Age discrimination is a real issue with many workers. You might be young and just starting out on the career path, or nearing retirement age when searching for a job. Unfortunately, age sometimes is the primary reason a qualified job candidate does not get hired.

Federal and (virtually all) state laws prohibit age discrimination, which raises the question regarding the lawfulness of asking for dates of birth on employment applications. The potential for age discrimination makes it important to know your rights when asked for your date of birth by a prospective employer.

Pennsylvania Law Bans Asking for Dates of Birth

If your prospective employer is based in Pennsylvania, state law prohibits asking for an applicant’s date of birth. The Pennsylvania Human Resources Commission (PHRC) clearly says: “Inquiries regarding the applicant’s date of birth or age are unlawful.”

The PHRC says that it is reasonable to assume that any answers given on a pre-employment application or pre-screening form are used to make a hiring decision. So it would be reasonable to assume that asking for your date of birth on a job application is to obtain information that would be used in the hiring decision.

Since it is unlawful to discriminate based on age, the state does not allow employers to ask for birthdates on employment applications. The job provider’s human resources department might ask for other reasons on a separate form, though.

Employment Background Checks Often Require Birthdates

Many employers conduct background checks that do more than look at your work and education history. The background checks often include criminal records and credit reports.

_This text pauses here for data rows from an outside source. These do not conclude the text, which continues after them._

#[cfg(test)]
mod tests {
    use super::*;
    use crate::models;

    fn crc32_params() -> CrcParams {
        let mut params = CrcParams {
            algorithm: Algorithm::TableDriven,
            ..CrcParams::default()
        };
        models::find("crc-32")
            .expect("model exists")
            .apply_to(&mut params);
        params
    }

    #[test]
    fn test_unknown_symbol() {
        let params = CrcParams::default();
        let table = SymbolTable::new(&params);
        match table.lookup("no_such_symbol") {
            Err(Error::UnknownSymbol { name }) => assert_eq!(name, "no_such_symbol"),
            other => panic!("expected unknown symbol error, got {:?}", other.ok()),
        }
    }

    #[test]
    fn test_empty_name_is_empty_expansion() {
        let params = CrcParams::default();
        let table = SymbolTable::new(&params);
        assert_eq!(table.lookup("").ok().as_deref(), Some(""));
    }

    #[test]
    fn test_register_shadows_builtin() {
        let params = CrcParams::default();
        let mut table = SymbolTable::new(&params);
        table.register("datetime", "Thu Jan  1 00:00:00 1970");
        assert_eq!(
            table.lookup("datetime").ok().as_deref(),
            Some("Thu Jan  1 00:00:00 1970")
        );
    }

    #[test]
    fn test_prefixed_names() {
        let params = CrcParams {
            symbol_prefix: "my_".to_string(),
            ..CrcParams::default()
        };
        let table = SymbolTable::new(&params);
        assert_eq!(table.lookup("crc_t").ok().as_deref(), Some("my_t"));
        assert_eq!(table.lookup("cfg_t").ok().as_deref(), Some("my_cfg_t"));
        assert_eq!(
            table.lookup("crc_update_function").ok().as_deref(),
            Some("my_update")
        );
    }

    #[test]
    fn test_cfg_symbols_pick_constant_or_struct_member() {
        let params = crc32_params();
        let table = SymbolTable::new(&params);
        assert_eq!(table.lookup("cfg_poly").ok().as_deref(), Some("0x04c11db7"));
        assert_eq!(table.lookup("cfg_mask").ok().as_deref(), Some("0xffffffff"));

        let undefined = CrcParams::default();
        let table = SymbolTable::new(&undefined);
        assert_eq!(table.lookup("cfg_poly").ok().as_deref(), Some("cfg->poly"));
        assert_eq!(
            table.lookup("cfg_mask").ok().as_deref(),
            Some("cfg->crc_mask")
        );
    }

    #[test]
    fn test_shifted_symbols_fold_for_narrow_widths() {
        let mut params = CrcParams {
            algorithm: Algorithm::TableDriven,
            ..CrcParams::default()
        };
        models::find("crc-5")
            .expect("model exists")
            .apply_to(&mut params);
        let table = SymbolTable::new(&params);
        // 0x05 << 3, folded by the expression engine.
        assert_eq!(table.lookup("cfg_poly_shifted").ok().as_deref(), Some("40u"));
        assert_eq!(table.lookup("crc_shift").ok().as_deref(), Some("3"));
    }

    #[test]
    fn test_shifted_symbols_stay_plain_for_byte_widths() {
        let params = crc32_params();
        let table = SymbolTable::new(&params);
        assert_eq!(
            table.lookup("cfg_poly_shifted").ok().as_deref(),
            Some("0x04c11db7")
        );
    }

    #[test]
    fn test_final_value_simplifies_zero_xor() {
        let mut params = CrcParams::default();
        models::find("crc-8")
            .expect("model exists")
            .apply_to(&mut params);
        let table = SymbolTable::new(&params);
        // xor_out is zero, so finalize degenerates to the register itself.
        assert_eq!(table.lookup("crc_final_value").ok().as_deref(), Some("crc"));
    }

    #[test]
    fn test_final_value_reflected() {
        let mut params = CrcParams {
            algorithm: Algorithm::BitByBitFast,
            ..CrcParams::default()
        };
        models::find("crc-16")
            .expect("model exists")
            .apply_to(&mut params);
        params.xor_out = Some(0xffff);
        let table = SymbolTable::new(&params);
        assert_eq!(
            table.lookup("crc_final_value").ok().as_deref(),
            Some("crc_reflect(crc, 16) ^ 0xffff")
        );
    }

    #[test]
    fn test_table_init_contains_crc32_entries() {
        let params = crc32_params();
        let table = SymbolTable::new(&params);
        let init = table.lookup("crc_table_init").expect("table init");
        assert!(init.starts_with("{\n"));
        assert!(init.ends_with("\n}"));
        assert!(init.contains("0x77073096"));
        assert!(init.contains("0x2d02ef8d"));
    }

    #[test]
    fn test_table_init_is_zero_without_parameters() {
        let params = CrcParams {
            algorithm: Algorithm::TableDriven,
            ..CrcParams::default()
        };
        let table = SymbolTable::new(&params);
        assert_eq!(table.lookup("crc_table_init").ok().as_deref(), Some("0"));
    }

    #[test]
    fn test_include_files_quoting() {
        let params = CrcParams {
            include_files: vec!["config.h".to_string(), "<inttypes.h>".to_string()],
            ..CrcParams::default()
        };
        let table = SymbolTable::new(&params);
        assert_eq!(
            table.lookup("include_files").ok().as_deref(),
            Some("#include \"config.h\"\n#include <inttypes.h>")
        );
    }

    #[test]
    fn test_include_files_empty_is_undefined() {
        let params = CrcParams::default();
        let table = SymbolTable::new(&params);
        assert!(matches!(
            table.lookup("include_files"),
            Err(Error::UnknownSymbol { .. })
        ));
    }

    #[test]
    fn test_header_protection() {
        let params = CrcParams {
            output_file: Some("out/crc-32.c".into()),
            ..CrcParams::default()
        };
        let table = SymbolTable::new(&params);
        assert_eq!(
            table.lookup("header_protection").ok().as_deref(),
            Some("__CRC_32_C__")
        );
        assert_eq!(
            table.lookup("header_filename").ok().as_deref(),
            Some("crc-32.h")
        );
    }

    #[test]
    fn test_init_value_per_algorithm() {
        let mut params = CrcParams::default();
        models::find("ccitt").expect("model exists").apply_to(&mut params);

        params.algorithm = Algorithm::BitByBitFast;
        let table = SymbolTable::new(&params);
        assert_eq!(table.lookup("crc_init_value").ok().as_deref(), Some("0xffff"));

        params.algorithm = Algorithm::TableDriven;
        let table = SymbolTable::new(&params);
        assert_eq!(table.lookup("crc_init_value").ok().as_deref(), Some("0xffff"));
    }

    #[test]
    fn test_table_core_byte_index() {
        let params = crc32_params();
        let table = SymbolTable::new(&params);
        let core = table
            .lookup("crc_table_core_algorithm_reflected")
            .expect("core text");
        assert!(core.contains("tbl_idx = (crc ^ *d)"));
        assert!(core.contains("crc_table[tbl_idx]"));
        assert!(!core.ends_with('\n'));
    }

    #[test]
    fn test_asctime_format() {
        // 2026-08-30 12:34:56 UTC is a Sunday.
        assert_eq!(asctime_utc(1_788_093_296), "Sun Aug 30 12:34:56 2026");
        assert_eq!(asctime_utc(0), "Thu Jan  1 00:00:00 1970");
    }
}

The background checks typically require your date of birth and a social security number. That helps to ensure your records are the correct ones and not those of another person who happens to have the same name.

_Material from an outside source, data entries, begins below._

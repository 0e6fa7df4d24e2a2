use crate::params::CrcParams;

/// A well-known CRC parameter set.
///
/// `check` is the checksum of the ASCII string `"123456789"` and pins the
/// model down: two models that agree on the check value and width compute
/// the same function.
#[derive(Clone, Copy, Debug)]
pub struct CrcModel {
    pub name: &'static str,
    pub width: u32,
    pub poly: u64,
    pub reflect_in: bool,
    pub xor_in: u64,
    pub reflect_out: bool,
    pub xor_out: u64,
    pub check: u64,
}

pub const MODELS: &[CrcModel] = &[
    CrcModel {
        name: "crc-5",
        width: 5,
        poly: 0x05,
        reflect_in: true,
        xor_in: 0x1f,
        reflect_out: true,
        xor_out: 0x1f,
        check: 0x19,
    },
    CrcModel {
        name: "crc-8",
        width: 8,
        poly: 0x07,
        reflect_in: false,
        xor_in: 0x0,
        reflect_out: false,
        xor_out: 0x0,
        check: 0xf4,
    },
    CrcModel {
        name: "dallas-1-wire",
        width: 8,
        poly: 0x31,
        reflect_in: true,
        xor_in: 0x0,
        reflect_out: true,
        xor_out: 0x0,
        check: 0xa1,
    },
    CrcModel {
        name: "crc-15",
        width: 15,
        poly: 0x4599,
        reflect_in: false,
        xor_in: 0x0,
        reflect_out: false,
        xor_out: 0x0,
        check: 0x59e,
    },
    CrcModel {
        name: "crc-16",
        width: 16,
        poly: 0x8005,
        reflect_in: true,
        xor_in: 0x0,
        reflect_out: true,
        xor_out: 0x0,
        check: 0xbb3d,
    },
    CrcModel {
        name: "crc-16-usb",
        width: 16,
        poly: 0x8005,
        reflect_in: true,
        xor_in: 0xffff,
        reflect_out: true,
        xor_out: 0xffff,
        check: 0xb4c8,
    },
    CrcModel {
        name: "ccitt",
        width: 16,
        poly: 0x1021,
        reflect_in: false,
        xor_in: 0xffff,
        reflect_out: false,
        xor_out: 0x0,
        check: 0x29b1,
    },
    CrcModel {
        name: "r-crc-16",
        width: 16,
        poly: 0x0589,
        reflect_in: false,
        xor_in: 0x0,
        reflect_out: false,
        xor_out: 0x0001,
        check: 0x007e,
    },
    CrcModel {
        name: "kermit",
        width: 16,
        poly: 0x1021,
        reflect_in: true,
        xor_in: 0x0,
        reflect_out: true,
        xor_out: 0x0,
        check: 0x2189,
    },
    CrcModel {
        name: "x-25",
        width: 16,
        poly: 0x1021,
        reflect_in: true,
        xor_in: 0xffff,
        reflect_out: true,
        xor_out: 0xffff,
        check: 0x906e,
    },
    CrcModel {
        name: "xmodem",
        width: 16,
        poly: 0x8408,
        reflect_in: true,
        xor_in: 0x0,
        reflect_out: true,
        xor_out: 0x0,
        check: 0x0c73,
    },
    CrcModel {
        name: "zmodem",
        width: 16,
        poly: 0x1021,
        reflect_in: false,
        xor_in: 0x0,
        reflect_out: false,
        xor_out: 0x0,
        check: 0x31c3,
    },
    CrcModel {
        name: "crc-24",
        width: 24,
        poly: 0x864cfb,
        reflect_in: false,
        xor_in: 0xb704ce,
        reflect_out: false,
        xor_out: 0x0,
        check: 0x21cf02,
    },
    CrcModel {
        name: "crc-32",
        width: 32,
        poly: 0x4c11db7,
        reflect_in: true,
        xor_in: 0xffffffff,
        reflect_out: true,
        xor_out: 0xffffffff,
        check: 0xcbf43926,
    },
    CrcModel {
        name: "crc-32c",
        width: 32,
        poly: 0x1edc6f41,
        reflect_in: true,
        xor_in: 0xffffffff,
        reflect_out: true,
        xor_out: 0xffffffff,
        check: 0xe3069283,
    },
    CrcModel {
        name: "posix",
        width: 32,
        poly: 0x4c11db7,
        reflect_in: false,
        xor_in: 0x0,
        reflect_out: false,
        xor_out: 0xffffffff,
        check: 0x765e7680,
    },
    CrcModel {
        name: "jam",
        width: 32,
        poly: 0x4c11db7,
        reflect_in: true,
        xor_in: 0xffffffff,
        reflect_out: true,
        xor_out: 0x0,
        check: 0x340bc6d9,
    },
    CrcModel {
        name: "xfer",
        width: 32,
        poly: 0x000000af,
        reflect_in: false,
        xor_in: 0x0,
        reflect_out: false,
        xor_out: 0x0,
        check: 0xbd0be338,
    },
    CrcModel {
        name: "crc-64",
        width: 64,
        poly: 0x1b,
        reflect_in: true,
        xor_in: 0x0,
        reflect_out: true,
        xor_out: 0x0,
        check: 0x46a5a9388a5beffe,
    },
];

/// Look up a model by name, case-insensitively.
pub fn find(name: &str) -> Option<&'static CrcModel> {
    MODELS.iter().find(|m| m.name.eq_ignore_ascii_case(name))
}

impl CrcModel {
    /// Copy the six model parameters into a parameter set. The other
    /// fields (algorithm, prefix, C standard) are left alone.
    pub fn apply_to(&self, params: &mut CrcParams) {
        params.width = Some(self.width);
        params.poly = Some(self.poly);
        params.reflect_in = Some(self.reflect_in);
        params.xor_in = Some(self.xor_in);
        params.reflect_out = Some(self.reflect_out);
        params.xor_out = Some(self.xor_out);
    }
}

#[cfg(test)]
mod tests {
    use super::*;

    #[test]
    fn test_find_is_case_insensitive() {
        assert!(find("CRC-32").is_some());
        assert!(find("ccitt").is_some());
        assert!(find("no-such-model").is_none());
    }

    #[test]
    fn test_names_are_unique() {
        for (i, a) in MODELS.iter().enumerate() {
            for b in &MODELS[i + 1..] {
                assert_ne!(a.name, b.name);
            }
        }
    }

    #[test]
    fn test_apply_to() {
        let model = find("crc-32").expect("model exists");
        let mut params = CrcParams::default();
        model.apply_to(&mut params);
        assert_eq!(params.width, Some(32));
        assert_eq!(params.poly, Some(0x04c11db7));
        assert_eq!(params.reflect_in, Some(true));
        assert_eq!(params.xor_out, Some(0xffffffff));
    }

    #[test]
    fn test_widths_fit_the_register() {
        for model in MODELS {
            assert!(model.width >= 1 && model.width <= 64, "{}", model.name);
            if model.width < 64 {
                let mask = (1u64 << model.width) - 1;
                assert_eq!(model.poly & !mask, 0, "{}", model.name);
                assert_eq!(model.check & !mask, 0, "{}", model.name);
            }
        }
    }
}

A human resources department can obtain the necessary information with your permission and after explaining why the information is needed. The process is separate from the job application and subsequent interviews that might occur.

The human resources department does not share your date of birth with those making the hiring decisions and obtained your permission to conduct background checks. That makes it legal at the state and federal levels.

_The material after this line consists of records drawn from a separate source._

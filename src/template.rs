use crate::error::Error;
use crate::symtable::SymbolTable;

/// Macro expansions that nest deeper than this abort the run. Legitimate
/// templates stay in the single digits; anything deeper is a reference
/// cycle.
const MAX_EXPANSION_DEPTH: usize = 64;

/// The template language interpreter.
///
/// A template is plain text interleaved with `{%...%}` control spans.
/// A span holding `if`, `elif`, `else` or `endif` drives conditional
/// output; any other span is a macro reference that is replaced by the
/// symbol's expansion, which is itself interpreted. The newline directly
/// after a conditional directive is swallowed so the directives can sit
/// on lines of their own without leaving holes in the output. Macro
/// references keep their newlines.
pub struct Interpreter<'a> {
    symbols: &'a SymbolTable<'a>,
}

/// One level of pending input. Macro expansions are pushed on top of the
/// text that referenced them and are consumed first.
struct Frame {
    text: String,
    pos: usize,
}

/// The condition state of one open `if`.
///
/// `Active` branches print. `Pending` branches did not match yet, so a
/// following `elif` or `else` may still fire. `Dead` branches are past
/// their match (or sit inside a non-printing parent) and stay quiet to
/// the `endif`.
#[derive(Clone, Copy, PartialEq, Eq)]
enum BranchState {
    Active,
    Pending,
    Dead,
}

struct Level {
    state: BranchState,
    seen_else: bool,
}

enum Directive {
    If(String),
    Elif(String),
    Else,
    Endif,
    Macro(String),
}

impl<'a> Interpreter<'a> {
    pub fn new(symbols: &'a SymbolTable<'a>) -> Interpreter<'a> {
        Interpreter { symbols }
    }

    /// Expand a template to its final text.
    pub fn expand(&self, template: &str) -> Result<String, Error> {
        let mut out = String::new();
        let mut frames = vec![Frame {
            text: template.to_string(),
            pos: 0,
        }];
        let mut if_stack: Vec<Level> = Vec::new();

        loop {
            pop_exhausted(&mut frames);
            let Some(frame) = frames.last_mut() else {
                break;
            };
            let printing = if_stack
                .last()
                .map_or(true, |level| level.state == BranchState::Active);

            let rest = &frame.text[frame.pos..];
            let directive = match find_control(rest) {
                None => {
                    if printing {
                        out.push_str(rest);
                    }
                    frame.pos = frame.text.len();
                    continue;
                }
                Some(control) => {
                    if printing {
                        out.push_str(&rest[..control.start]);
                    }
                    let content = &rest[control.content_start..control.content_end];
                    frame.pos += control.end;
                    classify(content)
                }
            };

            match directive {
                Directive::If(expr) => {
                    let condition = self.evaluate(&expr)?;
                    let state = if printing {
                        if condition {
                            BranchState::Active
                        } else {
                            BranchState::Pending
                        }
                    } else {
                        BranchState::Dead
                    };
                    if_stack.push(Level {
                        state,
                        seen_else: false,
                    });
                    skip_newline(&mut frames);
                }
                Directive::Elif(expr) => {
                    let Some(level) = if_stack.last_mut() else {
                        return Err(malformed("unexpected elif"));
                    };
                    if level.seen_else {
                        return Err(malformed("elif after else"));
                    }
                    level.state = if level.state == BranchState::Pending {
                        if self.evaluate(&expr)? {
                            BranchState::Active
                        } else {
                            BranchState::Pending
                        }
                    } else {
                        BranchState::Dead
                    };
                    skip_newline(&mut frames);
                }
                Directive::Else => {
                    let Some(level) = if_stack.last_mut() else {
                        return Err(malformed("unexpected else"));
                    };
                    if level.seen_else {
                        return Err(malformed("else after else"));
                    }
                    level.seen_else = true;
                    level.state = if level.state == BranchState::Pending {
                        BranchState::Active
                    } else {
                        BranchState::Dead
                    };
                    skip_newline(&mut frames);
                }
                Directive::Endif => {
                    if if_stack.pop().is_none() {
                        return Err(malformed("unexpected endif"));
                    }
                    skip_newline(&mut frames);
                }
                Directive::Macro(name) => {
                    if printing {
                        if frames.len() >= MAX_EXPANSION_DEPTH {
                            return Err(malformed("macro expansion too deep"));
                        }
                        let expansion = self.symbols.lookup(&name)?;
                        frames.push(Frame {
                            text: expansion,
                            pos: 0,
                        });
                    }
                }
            }
        }

        if if_stack.is_empty() {
            Ok(out)
        } else {
            Err(malformed("missing endif"))
        }
    }

    /// Evaluate the boolean mini-language of `if`/`elif` directives.
    fn evaluate(&self, expression: &str) -> Result<bool, Error> {
        let mut parser = CondParser {
            tokens: cond_tokenize(expression),
            pos: 0,
            symbols: self.symbols,
        };
        let ret = parser.expression()?;
        if parser.peek() != &CondToken::Eof {
            return Err(malformed("extra characters after expression"));
        }
        Ok(ret)
    }
}

fn malformed(detail: &str) -> Error {
    Error::MalformedConditional {
        detail: detail.to_string(),
    }
}

fn pop_exhausted(frames: &mut Vec<Frame>) {
    while frames
        .last()
        .is_some_and(|frame| frame.pos >= frame.text.len())
    {
        frames.pop();
    }
}

/// Swallow the newline right after a conditional directive, looking past
/// exhausted expansion frames into the enclosing text.
fn skip_newline(frames: &mut Vec<Frame>) {
    pop_exhausted(frames);
    if let Some(frame) = frames.last_mut() {
        if frame.text[frame.pos..].starts_with('\n') {
            frame.pos += 1;
        }
    }
}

How to Report Employer Violations?

The federal Equal Employment Opportunity Commission (EEOC) enforces federal employment laws. Pennsylvania’s PHRC likewise enforces state employment laws.

If you think you were discriminated against based on age or for any other reason, you can file a complaint with the EEOC and the PHRC. The EEOC complaint would have to be for violations of federal employment laws, which would not include asking for your date of birth on a job application.

The PHRC complaint would have to be for violations of Pennsylvania employment laws, which could include asking for your date of birth on a job application.

When you complain to the EEOC, it will investigate and determine whether or not your complaint has merit. If the EEOC says it does, you could proceed with a federal lawsuit for age discrimination and other causes of action.

The PHRC also might determine that your rights were violated. If so, you could proceed with a state-level lawsuit against the offending employer.

You would have to show that you were qualified for the position. You also would have to show that the position went to someone much less qualified and who is much younger than you.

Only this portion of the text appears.